Records drawn from a dataset
=== Begin Enclosure ===

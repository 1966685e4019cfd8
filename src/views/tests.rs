//! View testing utilities built on ratatui's TestBackend.

use ratatui::Frame;
use ratatui::Terminal;
use ratatui::backend::TestBackend;
use ratatui::buffer::Buffer;

/// Render a view to a string for assertions.
///
/// This creates a virtual terminal of the specified dimensions,
/// runs the render function, and returns the buffer contents as a string.
///
/// # Example
///
/// ```ignore
/// let output = render_to_string(80, 24, |frame| views::render(frame, &app));
/// assert!(output.contains("Palette"));
/// ```
pub fn render_to_string<F>(width: u16, height: u16, render_fn: F) -> String
where
    F: FnOnce(&mut Frame),
{
    let backend = TestBackend::new(width, height);
    let mut terminal = Terminal::new(backend).unwrap();
    terminal.draw(render_fn).unwrap();
    buffer_to_string(terminal.backend().buffer())
}

/// Convert a ratatui Buffer to a readable string.
///
/// Each row becomes a line, with trailing whitespace trimmed.
fn buffer_to_string(buffer: &Buffer) -> String {
    let mut lines = Vec::new();
    for y in 0..buffer.area.height {
        let mut line = String::new();
        for x in 0..buffer.area.width {
            let cell = buffer.cell((x, y)).unwrap();
            line.push_str(cell.symbol());
        }
        // Trim trailing whitespace so assertions ignore padding
        lines.push(line.trim_end().to_string());
    }
    // Remove trailing empty lines
    while lines.last().is_some_and(String::is_empty) {
        lines.pop();
    }
    lines.join("\n")
}

#[cfg(test)]
mod screen_tests {
    use super::*;
    use crate::app::{App, Msg};
    use crate::color::Rgb;
    use crate::prefs::UserPreference;
    use crate::swatch::{Swatch, SwatchName};
    use crate::template::DEFAULT_TEMPLATE;
    use crate::views::style::Chrome;

    fn app() -> App {
        App::new(UserPreference::default(), DEFAULT_TEMPLATE.into(), Chrome::dark())
    }

    #[test]
    fn empty_state_prompts_for_paste() {
        let app = app();
        let output = render_to_string(61, 8, |frame| crate::views::render(frame, &app));
        insta::assert_snapshot!(output, @r"
        picpal
        ┌───────────────────────────────────────────────────────────┐
        │    Copy an image, then press p (or ctrl-v) to paste it    │
        │                                                           │
        │                                                           │
        │                                                           │
        └───────────────────────────────────────────────────────────┘
         PALETTE  ?:help  q:quit
        ");
    }

    #[test]
    fn busy_state_shows_processing() {
        let (app, _) = app().update(Msg::ExtractionStarted("cat.png".into()));
        let output = render_to_string(80, 12, |frame| crate::views::render(frame, &app));
        assert!(output.contains("Processing..."));
        assert!(output.contains("cat.png"));
    }

    #[test]
    fn empty_palette_is_distinct_from_error() {
        let (app, _) = app().update(Msg::ExtractionFinished {
            label: "blank.png".into(),
            result: Ok(Vec::new()),
        });
        let output = render_to_string(80, 12, |frame| crate::views::render(frame, &app));
        assert!(output.contains("Unable to extract a palette from this image"));
        assert!(!output.contains("Failed"));
    }

    #[test]
    fn error_is_shown_above_body() {
        let (app, _) = app().update(Msg::InputError("no image found on the clipboard".into()));
        let output = render_to_string(80, 12, |frame| crate::views::render(frame, &app));
        assert!(output.contains("no image found on the clipboard"));
        assert!(output.contains("press p"));
    }

    #[test]
    fn loaded_screen_layout() {
        let app = App::new(
            UserPreference::default(),
            "$lightOneBg on $darkOneBg".into(),
            Chrome::dark(),
        );
        let (app, _) = app.update(Msg::ExtractionFinished {
            label: "cat.png".into(),
            result: Ok(vec![
                Swatch::new(SwatchName::LightVibrant, Rgb::new(250, 230, 200), 3),
                Swatch::new(SwatchName::Muted, Rgb::new(90, 100, 110), 1),
            ]),
        });

        let output = render_to_string(100, 15, |frame| crate::views::render(frame, &app));

        insta::assert_snapshot!(output, @r"
        picpal  cat.png
        ┌Palette────────────────────────────────────┐┌light: LightVibrant / dark: Muted────────────────────┐
        │▶  LightVibrant  [LightOne]                ││LightOne  #333 on rgb(250 230 200)                   │
        │    #fae6c8 | rgb(250 230 200) | 75.00%    ││DarkOne   white on rgb(90 100 110)                   │
        │   Muted         [DarkOne]                 │└─────────────────────────────────────────────────────┘
        │    #5a646e | rgb(90 100 110) | 25.00%     │┌Result (c: copy)─────────────────────────────────────┐
        │                                           ││rgb(250 230 200) on rgb(90 100 110)                  │
        │                                           │└─────────────────────────────────────────────────────┘
        │                                           │┌Template (e: edit, T: reset)─────────────────────────┐
        │                                           ││$lightOneBg on $darkOneBg                            │
        │                                           ││                                                     │
        │                                           ││                                                     │
        │                                           ││                                                     │
        └───────────────────────────────────────────┘└─────────────────────────────────────────────────────┘
         PALETTE  1/2 | ?:help  q:quit
        ");
    }

    #[test]
    fn loaded_state_shows_palette_and_result() {
        let (app, _) = app().update(Msg::ExtractionFinished {
            label: "cat.png".into(),
            result: Ok(vec![Swatch::new(SwatchName::Muted, Rgb::new(90, 100, 110), 4)]),
        });
        let output = render_to_string(120, 30, |frame| crate::views::render(frame, &app));
        assert!(output.contains("Palette"));
        assert!(output.contains("Result"));
        assert!(output.contains("100.00%"));
    }
}

#[cfg(test)]
mod tests {
    use super::*;
    use ratatui::widgets::Paragraph;

    #[test]
    fn test_render_to_string_basic() {
        let output = render_to_string(20, 3, |frame| {
            let paragraph = Paragraph::new("Hello, world!");
            frame.render_widget(paragraph, frame.area());
        });
        assert!(output.contains("Hello, world!"));
    }
}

=== End Enclosure ===

# [What you will do]
Go through the entries above and reproduce each one exactly.

# [Expected answer]
repository 1966685e4019cfd8
filename src/views/tests.rs
//! View testing utilities built on ratatui's TestBackend.

use ratatui::Frame;
use ratatui::Terminal;
use ratatui::backend::TestBackend;
use ratatui::buffer::Buffer;

/// Render a view to a string for assertions.
///
/// This creates a virtual terminal of the specified dimensions,
/// runs the render function, and returns the buffer contents as a string.
///
/// # Example
///
/// ```ignore
/// let output = render_to_string(80, 24, |frame| views::render(frame, &app));
/// assert!(output.contains("Palette"));
/// ```
pub fn render_to_string<F>(width: u16, height: u16, render_fn: F) -> String
where
    F: FnOnce(&mut Frame),
{
    let backend = TestBackend::new(width, height);
    let mut terminal = Terminal::new(backend).unwrap();
    terminal.draw(render_fn).unwrap();
    buffer_to_string(terminal.backend().buffer())
}

/// Convert a ratatui Buffer to a readable string.
///
/// Each row becomes a line, with trailing whitespace trimmed.
fn buffer_to_string(buffer: &Buffer) -> String {
    let mut lines = Vec::new();
    for y in 0..buffer.area.height {
        let mut line = String::new();
        for x in 0..buffer.area.width {
            let cell = buffer.cell((x, y)).unwrap();
            line.push_str(cell.symbol());
        }
        // Trim trailing whitespace so assertions ignore padding
        lines.push(line.trim_end().to_string());
    }
    // Remove trailing empty lines
    while lines.last().is_some_and(String::is_empty) {
        lines.pop();
    }
    lines.join("\n")
}

#[cfg(test)]
mod screen_tests {
    use super::*;
    use crate::app::{App, Msg};
    use crate::color::Rgb;
    use crate::prefs::UserPreference;
    use crate::swatch::{Swatch, SwatchName};
    use crate::template::DEFAULT_TEMPLATE;
    use crate::views::style::Chrome;

    fn app() -> App {
        App::new(UserPreference::default(), DEFAULT_TEMPLATE.into(), Chrome::dark())
    }

    #[test]
    fn empty_state_prompts_for_paste() {
        let app = app();
        let output = render_to_string(61, 8, |frame| crate::views::render(frame, &app));
        insta::assert_snapshot!(output, @r"
        picpal
        ┌───────────────────────────────────────────────────────────┐
        │    Copy an image, then press p (or ctrl-v) to paste it    │
        │                                                           │
        │                                                           │
        │                                                           │
        └───────────────────────────────────────────────────────────┘
         PALETTE  ?:help  q:quit
        ");
    }

    #[test]
    fn busy_state_shows_processing() {
        let (app, _) = app().update(Msg::ExtractionStarted("cat.png".into()));
        let output = render_to_string(80, 12, |frame| crate::views::render(frame, &app));
        assert!(output.contains("Processing..."));
        assert!(output.contains("cat.png"));
    }

    #[test]
    fn empty_palette_is_distinct_from_error() {
        let (app, _) = app().update(Msg::ExtractionFinished {
            label: "blank.png".into(),
            result: Ok(Vec::new()),
        });
        let output = render_to_string(80, 12, |frame| crate::views::render(frame, &app));
        assert!(output.contains("Unable to extract a palette from this image"));
        assert!(!output.contains("Failed"));
    }

    #[test]
    fn error_is_shown_above_body() {
        let (app, _) = app().update(Msg::InputError("no image found on the clipboard".into()));
        let output = render_to_string(80, 12, |frame| crate::views::render(frame, &app));
        assert!(output.contains("no image found on the clipboard"));
        assert!(output.contains("press p"));
    }

    #[test]
    fn loaded_screen_layout() {
        let app = App::new(
            UserPreference::default(),
            "$lightOneBg on $darkOneBg".into(),
            Chrome::dark(),
        );
        let (app, _) = app.update(Msg::ExtractionFinished {
            label: "cat.png".into(),
            result: Ok(vec![
                Swatch::new(SwatchName::LightVibrant, Rgb::new(250, 230, 200), 3),
                Swatch::new(SwatchName::Muted, Rgb::new(90, 100, 110), 1),
            ]),
        });

        let output = render_to_string(100, 15, |frame| crate::views::render(frame, &app));

        insta::assert_snapshot!(output, @r"
        picpal  cat.png
        ┌Palette────────────────────────────────────┐┌light: LightVibrant / dark: Muted────────────────────┐
        │▶  LightVibrant  [LightOne]                ││LightOne  #333 on rgb(250 230 200)                   │
        │    #fae6c8 | rgb(250 230 200) | 75.00%    ││DarkOne   white on rgb(90 100 110)                   │
        │   Muted         [DarkOne]                 │└─────────────────────────────────────────────────────┘
        │    #5a646e | rgb(90 100 110) | 25.00%     │┌Result (c: copy)─────────────────────────────────────┐
        │                                           ││rgb(250 230 200) on rgb(90 100 110)                  │
        │                                           │└─────────────────────────────────────────────────────┘
        │                                           │┌Template (e: edit, T: reset)─────────────────────────┐
        │                                           ││$lightOneBg on $darkOneBg                            │
        │                                           ││                                                     │
        │                                           ││                                                     │
        │                                           ││                                                     │
        └───────────────────────────────────────────┘└─────────────────────────────────────────────────────┘
         PALETTE  1/2 | ?:help  q:quit
        ");
    }

    #[test]
    fn loaded_state_shows_palette_and_result() {
        let (app, _) = app().update(Msg::ExtractionFinished {
            label: "cat.png".into(),
            result: Ok(vec![Swatch::new(SwatchName::Muted, Rgb::new(90, 100, 110), 4)]),
        });
        let output = render_to_string(120, 30, |frame| crate::views::render(frame, &app));
        assert!(output.contains("Palette"));
        assert!(output.contains("Result"));
        assert!(output.contains("100.00%"));
    }
}

#[cfg(test)]
mod tests {
    use super::*;
    use ratatui::widgets::Paragraph;

    #[test]
    fn test_render_to_string_basic() {
        let output = render_to_string(20, 3, |frame| {
            let paragraph = Paragraph::new("Hello, world!");
            frame.render_widget(paragraph, frame.area());
        });
        assert!(output.contains("Hello, world!"));
    }
}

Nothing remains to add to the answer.